Ein weiterer Hinweis: Daten der amerikanischen Einlagensicherung FDIC zeigen, dass die unrealisierten Verluste bei Wertpapieren in den Büchern der Mitgliedsbanken im vierten Quartal 2022 620 Mrd. Dollar betrugen. Die unrealisierten Verluste bei bis zur Fälligkeit gehaltenen Wertpapieren beliefen sich auf 340,9 Mrd. Dollar. Die nicht realisierten Verluste aus zur Veräußerung verfügbaren Wertpapieren beliefen sich auf 279,5 Mrd. Dollar (siehe hier!).

Wegen der mittlerweile klar inversen Rendite-Struktur können Banken an der Kreditvergabe nicht mehr (viel) verdienen. Ihre Anleihebestände unterliegen dem Kursrisiko. Zugleich verlangen die Einleger mit den steigenden Leitzinsen eine höhere Verzinsung ihrer eingebrachten Bargeldbestände. Ansonsten wandern sie zur Konkurrenz oder kaufen Geldmarktfonds. Das alles lässt die Situation im Bankensektor nicht gerade rosig erscheinen. Erst in der Spätphase einer Rezession dürfte sich das Umfeld wieder aufhellen.

Also: Die Pleite der Silicon Valley Bank wird nicht die letzte gewesen sein in diesem Konjunkturzyklus. Ganz im Gegenteil. Das jetzt aufgelegte Fed-Programm wird dazu beitragen, unterkapitalisierte Banken eine zeitlang zu alimentieren, weitere Zombie-Unternehmen werden entstehen. Die Bereinigung wird verschleppt, das Risiko im Bankensektor steigt.

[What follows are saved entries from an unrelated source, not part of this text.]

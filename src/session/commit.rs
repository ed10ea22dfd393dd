use serde_json::{Map, Value};
use tracing::{info, warn};

use super::Session;
use crate::entity::{entity_key, Document};
use crate::error::OdmError;
use crate::operation::AtomicQueue;
use crate::store::{Acknowledgment, ClientHandle, DocumentStore, WriteOperation};
use crate::target::{Target, TargetOverride};

impl<S: DocumentStore> Session<S> {
    /// Write `queue` for `doc` as one command.
    ///
    /// An unsaved entity is upserted by id with the queue's operators, so
    /// only what this context changed reaches storage. A persisted one gets
    /// an update by id carrying every operator group. An empty queue writes
    /// nothing. On failure the queue is retained for the entity's next flush.
    pub(crate) fn flush<D: Document>(
        &mut self,
        doc: &mut D,
        queue: AtomicQueue,
        explicit: Option<&TargetOverride>,
    ) -> Result<(), OdmError> {
        if queue.is_empty() {
            return Ok(());
        }

        let key = entity_key(doc);
        let (target, scoped) = self.scoped_target::<D>(Some(&key), explicit);
        let id = doc.entity().id().to_string();
        let operators = queue.to_wire_operators();
        let operation = if doc.entity().is_persisted() {
            WriteOperation::UpdateById { id, operators }
        } else {
            let mut filter = Map::new();
            filter.insert("_id".to_string(), Value::String(id));
            WriteOperation::Upsert { filter, operators }
        };

        info!(
            entity = %key,
            target = %target,
            write = operation.kind(),
            operators = queue.len(),
            "flushing"
        );

        match self.submit(&target, scoped.as_ref(), operation) {
            Ok(_) => {
                let entity = doc.entity_mut();
                entity.mark_persisted();
                entity.clear_changes(Some(&queue.paths()));
                Ok(())
            }
            Err(err) => {
                warn!(entity = %key, operators = queue.len(), "flush failed, retaining changes");
                self.stacks.entry(key).or_default().retain(queue);
                Err(err)
            }
        }
    }

    /// Resolve a target and pick up the client of the innermost applicable
    /// runtime scope when it points at the same client.
    pub(crate) fn scoped_target<D: Document>(
        &self,
        key: Option<&str>,
        explicit: Option<&TargetOverride>,
    ) -> (Target, Option<ClientHandle>) {
        let (target, scope) = self.resolve_for::<D>(key, explicit);
        let handle = scope
            .map(|scope| scope.binding.handle())
            .filter(|handle| handle.name() == target.client)
            .cloned();
        (target, handle)
    }

    /// Send one write. Without a scoped client, a client is acquired for
    /// the write and released right after it.
    pub(crate) fn submit(
        &self,
        target: &Target,
        scoped: Option<&ClientHandle>,
        operation: WriteOperation,
    ) -> Result<Acknowledgment, OdmError> {
        let ack = match scoped {
            Some(client) => self.store.write(client, target, operation)?,
            None => {
                let client = self.store.resolve_client(&target.client)?;
                let result = self.store.write(&client, target, operation);
                self.store.release_client(&client);
                result?
            }
        };

        if !ack.success {
            let message = ack
                .error
                .unwrap_or_else(|| "write not acknowledged".to_string());
            warn!(target = %target, error = %message, "write rejected");
            return Err(OdmError::StorageWrite {
                target: target.to_string(),
                message,
            });
        }
        Ok(ack)
    }
}
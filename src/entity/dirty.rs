use serde_json::{Map, Value};

use super::path;
use crate::operation::{AtomicQueue, FieldChange};

/// Per-entity record of field values as they were at the last successful
/// persist, keyed by the outermost path touched since.
///
/// Whether a path is dirty is computed on demand by comparing the original
/// against the current in-memory value, so a rollback that restores the
/// old value makes the field clean again.
#[derive(Debug, Clone, Default, PartialEq)]
pub struct DirtyTracker {
    originals: Vec<(String, Option<Value>)>,
}

impl DirtyTracker {
    pub fn new() -> Self {
        Self::default()
    }

    /// Remember the value at `field_path` before it is first modified.
    ///
    /// If a descendant of `field_path` was tracked earlier, its original is
    /// folded back into the ancestor's original and the descendant entry is
    /// dropped.
    pub fn track(&mut self, field_path: &str, fields: &Map<String, Value>) {
        if self
            .originals
            .iter()
            .any(|(tracked, _)| tracked == field_path || path::is_ancestor(tracked, field_path))
        {
            return;
        }

        let mut original = Map::new();
        if let Some(value) = path::get(fields, field_path) {
            original.insert(field_path.to_string(), value.clone());
        }
        for (tracked, value) in &self.originals {
            if path::is_ancestor(field_path, tracked) {
                path::restore(&mut original, tracked, value.clone());
            }
        }
        self.originals
            .retain(|(tracked, _)| !path::is_ancestor(field_path, tracked));
        self.originals
            .push((field_path.to_string(), original.shift_remove(field_path)));
    }

    /// Value of `field_path` at the last persist, if it has been modified since.
    /// `Some(None)` means the field did not exist.
    pub fn original(&self, field_path: &str) -> Option<Option<Value>> {
        for (tracked, value) in &self.originals {
            if tracked == field_path {
                return Some(value.clone());
            }
            if path::is_ancestor(tracked, field_path) {
                let relative = &field_path[tracked.len() + 1..];
                let mut scratch = Map::new();
                if let Some(value) = value {
                    scratch.insert("v".to_string(), value.clone());
                }
                return Some(path::get(&scratch, &format!("v.{}", relative)).cloned());
            }
        }
        None
    }

    /// Tracked paths whose current value differs from the original.
    pub fn changed_paths(&self, fields: &Map<String, Value>) -> Vec<String> {
        self.originals
            .iter()
            .filter(|(tracked, original)| path::get(fields, tracked) != original.as_ref())
            .map(|(tracked, _)| tracked.clone())
            .collect()
    }

    pub fn is_changed(&self, fields: &Map<String, Value>) -> bool {
        !self.changed_paths(fields).is_empty()
    }

    /// `path -> [old, new]` for every changed path.
    pub fn changes(&self, fields: &Map<String, Value>) -> Map<String, Value> {
        self.originals
            .iter()
            .filter_map(|(tracked, original)| {
                let current = path::get(fields, tracked);
                (current != original.as_ref()).then(|| {
                    let pair = Value::Array(vec![
                        original.clone().unwrap_or(Value::Null),
                        current.cloned().unwrap_or(Value::Null),
                    ]);
                    (tracked.clone(), pair)
                })
            })
            .collect()
    }

    /// The minimal `$set` / `$unset` operators that persist every change.
    pub fn operators(&self, fields: &Map<String, Value>) -> AtomicQueue {
        let mut queue = AtomicQueue::new();
        for changed in self.changed_paths(fields) {
            let change = match path::get(fields, &changed) {
                Some(value) => FieldChange::set(changed, value.clone()),
                None => FieldChange::unset(changed),
            };
            queue.record(change, fields);
        }
        queue
    }

    /// Forget tracking for every path overlapping one of `paths`.
    pub fn clear_paths(&mut self, paths: &[String]) {
        self.originals
            .retain(|(tracked, _)| !paths.iter().any(|p| path::overlaps(tracked, p)));
    }

    pub fn clear(&mut self) {
        self.originals.clear();
    }

    /// Drop the tracked original for `field_path`, returning it.
    pub(crate) fn take(&mut self, field_path: &str) -> Option<Option<Value>> {
        let index = self
            .originals
            .iter()
            .position(|(tracked, _)| tracked == field_path)?;
        Some(self.originals.remove(index).1)
    }
}
use serde_json::{json, Map, Value};

use super::apply::add_numbers;
use super::{FieldChange, Operator};
use crate::entity::path;

/// One pending operator on one field path, with its ordered operands.
#[derive(Debug, Clone, PartialEq)]
struct QueuedOperation {
    operator: Operator,
    path: String,
    operands: Vec<Value>,
}

impl QueuedOperation {
    fn from_change(change: FieldChange) -> Self {
        let operands = match (change.operator, change.operand) {
            (Operator::PullAll, Value::Array(items)) => items,
            (_, operand) => vec![operand],
        };
        QueuedOperation {
            operator: change.operator,
            path: change.path,
            operands,
        }
    }

    fn rename_target(&self) -> Option<&str> {
        match self.operator {
            Operator::Rename => self.operands.first().and_then(Value::as_str),
            _ => None,
        }
    }

    fn paths(&self) -> Vec<&str> {
        let mut paths = vec![self.path.as_str()];
        paths.extend(self.rename_target());
        paths
    }

    fn touches(&self, other: &str) -> bool {
        self.paths().into_iter().any(|p| path::overlaps(p, other))
    }

    /// Fold `change` into this entry. Returns false when the two cannot be
    /// expressed as one operand on the same field.
    fn coalesce(&mut self, change: &FieldChange) -> bool {
        if self.path != change.path || self.operator != change.operator {
            return false;
        }
        match self.operator {
            Operator::Set => {
                self.operands = vec![change.operand.clone()];
                true
            }
            Operator::Unset => true,
            Operator::Inc => match add_numbers(&self.operands[0], &change.operand) {
                Some(sum) => {
                    self.operands[0] = sum;
                    true
                }
                None => false,
            },
            Operator::Push | Operator::AddToSet | Operator::Pull => {
                self.operands.push(change.operand.clone());
                true
            }
            Operator::PullAll => match change.operand.as_array() {
                Some(items) => {
                    self.operands.extend(items.iter().cloned());
                    true
                }
                None => false,
            },
            Operator::Bit => merge_bit(&mut self.operands[0], &change.operand),
            Operator::Pop | Operator::Rename => false,
        }
    }

    fn wire_operand(&self) -> Value {
        match self.operator {
            Operator::Unset => Value::Bool(true),
            Operator::PullAll => Value::Array(self.operands.clone()),
            Operator::Push | Operator::AddToSet if self.operands.len() > 1 => {
                json!({ "$each": self.operands })
            }
            Operator::Pull if self.operands.len() > 1 => json!({ "$in": self.operands }),
            _ => self.operands[0].clone(),
        }
    }

    fn into_changes(self) -> Vec<FieldChange> {
        let QueuedOperation {
            operator,
            path,
            operands,
        } = self;
        match operator {
            Operator::Push | Operator::AddToSet | Operator::Pull => operands
                .into_iter()
                .map(|operand| FieldChange::new(path.clone(), operator, operand))
                .collect(),
            Operator::PullAll => vec![FieldChange::new(path, operator, Value::Array(operands))],
            _ => {
                let operand = operands.into_iter().next().unwrap_or(Value::Null);
                vec![FieldChange::new(path, operator, operand)]
            }
        }
    }
}

/// Combine bitwise masks when the result is order-equivalent: the same
/// operation as the last one folds, a new operation appends.
fn merge_bit(existing: &mut Value, incoming: &Value) -> bool {
    let (Some(current), Some(incoming)) = (existing.as_object(), incoming.as_object()) else {
        return false;
    };
    let mut merged = current.clone();
    for (name, mask) in incoming {
        let last = merged.keys().last().cloned();
        if last.as_deref() == Some(name.as_str()) {
            let (Some(a), Some(b)) = (merged[name].as_i64(), mask.as_i64()) else {
                return false;
            };
            let combined = match name.as_str() {
                "and" => a & b,
                "or" => a | b,
                "xor" => a ^ b,
                _ => return false,
            };
            merged.insert(name.clone(), Value::from(combined));
        } else if merged.contains_key(name) {
            return false;
        } else {
            merged.insert(name.clone(), mask.clone());
        }
    }
    *existing = Value::Object(merged);
    true
}

/// Pending atomic operators for one entity, ready to become one update command.
///
/// Entries never overlap: two queued operators never address the same path
/// or a path nested inside another. A change that cannot be coalesced with
/// an overlapping entry collapses everything involved into a `$set` (or
/// `$unset`) of the current in-memory value at the outermost path.
#[derive(Debug, Clone, Default, PartialEq)]
pub struct AtomicQueue {
    kinds: Vec<Operator>,
    entries: Vec<QueuedOperation>,
}

impl AtomicQueue {
    pub fn new() -> Self {
        Self::default()
    }

    pub fn is_empty(&self) -> bool {
        self.entries.is_empty()
    }

    /// Number of queued field operations.
    pub fn len(&self) -> usize {
        self.entries.len()
    }

    /// Record a change. `current` is the entity's in-memory state after the
    /// change was applied.
    pub fn record(&mut self, change: FieldChange, current: &Map<String, Value>) {
        let touched: Vec<usize> = self
            .entries
            .iter()
            .enumerate()
            .filter(|(_, entry)| change.affected_paths().into_iter().any(|p| entry.touches(p)))
            .map(|(index, _)| index)
            .collect();

        match touched.as_slice() {
            [] => self.push(QueuedOperation::from_change(change)),
            [index] if self.entries[*index].coalesce(&change) => {}
            _ => self.materialize(&change, &touched, current),
        }
    }

    /// Fold another queue into this one, in its recorded order, using the
    /// same collapsing rules as `record`.
    pub fn merge(&mut self, other: AtomicQueue, current: &Map<String, Value>) {
        for entry in other.entries {
            for change in entry.into_changes() {
                self.record(change, current);
            }
        }
    }

    /// Render the queue as an update document: one group per operator kind,
    /// in the order the kinds were first touched.
    pub fn to_wire_operators(&self) -> Map<String, Value> {
        let mut wire = Map::new();
        for kind in &self.kinds {
            let group: Map<String, Value> = self
                .entries
                .iter()
                .filter(|entry| entry.operator == *kind)
                .map(|entry| (entry.path.clone(), entry.wire_operand()))
                .collect();
            if !group.is_empty() {
                wire.insert(kind.wire_name().to_string(), Value::Object(group));
            }
        }
        wire
    }

    /// Every path a flush of this queue writes to.
    pub fn paths(&self) -> Vec<String> {
        self.entries
            .iter()
            .flat_map(|entry| entry.paths())
            .map(str::to_string)
            .collect()
    }

    /// Operator kinds with at least one entry, in first-touched order.
    pub fn operators(&self) -> Vec<Operator> {
        self.kinds
            .iter()
            .copied()
            .filter(|kind| self.entries.iter().any(|entry| entry.operator == *kind))
            .collect()
    }

    pub fn clear(&mut self) {
        self.kinds.clear();
        self.entries.clear();
    }

    fn push(&mut self, entry: QueuedOperation) {
        if !self.kinds.contains(&entry.operator) {
            self.kinds.push(entry.operator);
        }
        self.entries.push(entry);
    }

    fn materialize(&mut self, change: &FieldChange, touched: &[usize], current: &Map<String, Value>) {
        let mut candidates: Vec<String> = change.affected_paths().into_iter().map(str::to_string).collect();
        for index in touched {
            candidates.extend(self.entries[*index].paths().into_iter().map(str::to_string));
        }

        let mut roots: Vec<String> = Vec::new();
        for candidate in &candidates {
            let covered = candidates
                .iter()
                .any(|other| path::is_ancestor(other, candidate));
            if !covered && !roots.contains(candidate) {
                roots.push(candidate.clone());
            }
        }

        self.entries
            .retain(|entry| !roots.iter().any(|root| entry.touches(root)));

        for root in roots {
            let replacement = match path::get(current, &root) {
                Some(value) => FieldChange::set(root, value.clone()),
                None => FieldChange::unset(root),
            };
            self.push(QueuedOperation::from_change(replacement));
        }
    }
}
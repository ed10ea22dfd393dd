use std::panic::{self, AssertUnwindSafe};

use tracing::debug;

use super::Session;
use crate::entity::{entity_key, Document};
use crate::error::OdmError;
use crate::store::DocumentStore;
use crate::target::{ScopeKey, ScopedTarget, TargetOverride, TargetScope};

impl<S: DocumentStore> Session<S> {
    /// Run `work` with `target` as the highest-priority layer for every
    /// operation on model `D`.
    ///
    /// The client for the resolved target is acquired on entry and released
    /// on every exit path. The `ScopedTarget` handed to `work` stops working
    /// once the scope has exited.
    pub fn with_target<D, T, E, F>(&mut self, target: TargetOverride, work: F) -> Result<T, E>
    where
        D: Document,
        E: From<OdmError>,
        F: FnOnce(&mut Self, &ScopedTarget) -> Result<T, E>,
    {
        let binding = self.enter_scope::<D>(ScopeKey::Model(D::COLLECTION), None, target)?;
        let result = panic::catch_unwind(AssertUnwindSafe(|| work(&mut *self, &binding)));
        self.exit_scope(&binding);
        match result {
            Ok(result) => result,
            Err(payload) => panic::resume_unwind(payload),
        }
    }

    /// Like `with_target`, but only operations on `doc` are redirected.
    pub fn with_entity_target<D, T, E, F>(&mut self, doc: &mut D, target: TargetOverride, work: F) -> Result<T, E>
    where
        D: Document,
        E: From<OdmError>,
        F: FnOnce(&mut Self, &mut D, &ScopedTarget) -> Result<T, E>,
    {
        let key = entity_key(doc);
        let binding = self.enter_scope::<D>(ScopeKey::Entity(key.clone()), Some(&key), target)?;
        let result = panic::catch_unwind(AssertUnwindSafe(|| work(&mut *self, &mut *doc, &binding)));
        self.exit_scope(&binding);
        match result {
            Ok(result) => result,
            Err(payload) => panic::resume_unwind(payload),
        }
    }

    fn enter_scope<D: Document>(
        &mut self,
        key: ScopeKey,
        entity: Option<&str>,
        target_override: TargetOverride,
    ) -> Result<ScopedTarget, OdmError> {
        let target = self.resolver.resolve(
            Some(&target_override),
            self.process_override.as_ref(),
            &D::storage_options(),
            D::COLLECTION,
        );
        let client = self.store.resolve_client(&target.client)?;
        debug!(scope = ?key, entity = ?entity, target = %target, "target scope entered");

        let binding = ScopedTarget::new(target, client);
        self.scopes.push(TargetScope {
            key,
            target_override,
            binding: binding.clone(),
        });
        Ok(binding)
    }

    fn exit_scope(&mut self, binding: &ScopedTarget) {
        if let Some(scope) = self.scopes.pop() {
            debug!(scope = ?scope.key, "target scope exited");
        }
        self.store.release_client(binding.handle());
    }
}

Insgesamt hat die Leitzinspolitik der Fed, in ihrer Geschwindigkeit vergleichbar mit Ende der 1970er und Anfang der 1980er Jahre, den Schuldendienst stark verteuert, erst recht, wenn man einbezieht, dass die Gesamtverschuldung der US-Wirtschaft aktuell beim 2,6-fachen des BIP liegt. 1980 war die Quote halb so hoch. Gleichzeitig haben die Wachstumskräfte stark nachgelassen. Daher muss mit stärkeren Kreditausfällen gerechnet werden, die wiederum die Stabilität des Bankensystems gefährden.

Ergänzung:
Wie „risikolos" Staatsanleihen sind, hat sich in der Finanzkrise gezeigt, als die Renditen etwa in der Eurozone erheblich auseinanderliefen. Auch heute liegt die Rendite z.B. italienischer Staatspapiere trotz aller Eingriffe der EZB deutlich über der, die für deutsche zu zahlen ist (siehe hier!). Risikolos sind im wirklichen Wortsinne US-Treasurys zumindest so lange, so lange der Dollar noch als Weltleitwährung gilt.